For anyone not reading the Rollout list ...
-----Original Message-----
From: LHC Computer Grid - Rollout
[mailto:[log in to unmask]] On Behalf Of Markus Schulz
Sent: 14 June 2006 13:36
To: [log in to unmask]
Subject: [LCG-ROLLOUT] Pilot jobs site survey
Dear Site and ROC managers,
since quite a while pilot jobs have been around and sites and users
have expressed various levels of
discomfort regarding accounting, traceability, and security with the
way these jobs currently are handled.
On the other hand they have proven to be an extremely useful concept.
In the TCG an active discussion is taking place that should lead to a
more satisfying solution.
To get a better understanding of the view of the sites, which by
nature, is diverse, we would like to ask you to respond to the
following survey.
Assessment of the situation we are in:
==============================
Pilot jobs are sent to sites and start pulling other jobs from VO
operated queues when they run on the worker nodes. This has several
advantages for the VO. At any given time the VO knows how many job
slots are available to their users and they can manage priorities
within their VO independently of the sites.

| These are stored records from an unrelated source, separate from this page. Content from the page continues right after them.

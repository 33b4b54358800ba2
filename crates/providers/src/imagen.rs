//! Adapter for the synchronous single-shot image provider.
//!
//! The native Imagen models take prompt, sample count, and aspect
//! ratio in one `:predict` call and answer with base64 image bytes.
//! This is the only provider that honours the requested image count
//! upstream; the credit charge stays flat per call regardless.

use base64::engine::general_purpose::STANDARD as BASE64;
use base64::Engine;
use serde::Deserialize;
use serde_json::json;

use crate::gemini::GeminiConfig;
use crate::types::{ProviderError, ProviderImage, ProviderOutput, ProviderRequest};

/// HTTP adapter for the single-shot provider. Shares endpoint
/// configuration with the multi-turn adapter -- same API surface,
/// different call shape.
pub struct ImagenAdapter {
    http: reqwest::Client,
    config: GeminiConfig,
}

#[derive(Debug, Deserialize)]
struct PredictResponse {
    #[serde(default)]
    predictions: Vec<Prediction>,
}

#[derive(Debug, Deserialize)]
struct Prediction {
    #[serde(rename = "bytesBase64Encoded")]
    bytes_base64: Option<String>,
}

impl ImagenAdapter {
    pub fn new(http: reqwest::Client, config: GeminiConfig) -> Self {
        Self { http, config }
    }

    pub async fn generate(
        &self,
        request: &ProviderRequest,
    ) -> Result<ProviderOutput, ProviderError> {
        let response = self
            .http
            .post(format!(
                "{}/models/{}:predict",
                self.config.api_base, request.model.id
            ))
            .header("x-goog-api-key", &self.config.api_key)
            .json(&json!({
                "instances": [{ "prompt": request.prompt }],
                "parameters": {
                    "sampleCount": request.image_count,
                    "aspectRatio": request.aspect_ratio,
                },
            }))
            .send()
            .await?;

        let status = response.status();
        if !status.is_success() {
            let body = response.text().await.unwrap_or_default();
            return Err(ProviderError::Generation(format!(
                "Imagen API error: {} - {body}",
                status.as_u16()
            )));
        }

        let body: PredictResponse = response.json().await?;
        let mut images = Vec::with_capacity(body.predictions.len());
        for prediction in body.predictions {
            let Some(encoded) = prediction.bytes_base64 else {
                continue;
            };
            let bytes = BASE64
                .decode(&encoded)
                .map_err(|e| ProviderError::Decode(format!("invalid prediction bytes: {e}")))?;
            images.push(ProviderImage::Inline(bytes));
        }

        if images.is_empty() {
            return Err(ProviderError::NoImages);
        }
        Ok(ProviderOutput { images })
    }
}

This comes at a price. Either the pilots are submitted as one user
and all the jobs run on a site appear to be this users jobs, while in
fact other individuals workloads are run. Or in a slight variation of
the model, pilots are submitted for several users using the correct
identity, but requiring a very large number of pilot jobs out of
which not all will be used. While this is not wasting CPU, it is
putting some load on units like the CE, RB, and the local batch systems.
For us it is important to understand the following:
----------------------------------------------------------------------
1) As a site, do you see a problem with pilot jobs being submitted by
a production user and then running workloads for members of that VO,
as long as the VO accounting is correct?
2) As a site, is it sufficient for you that the pilot job framework
registers the DNs of users for which payloads are run with a service
on your site (this could be a log file, a service on the CE etc.).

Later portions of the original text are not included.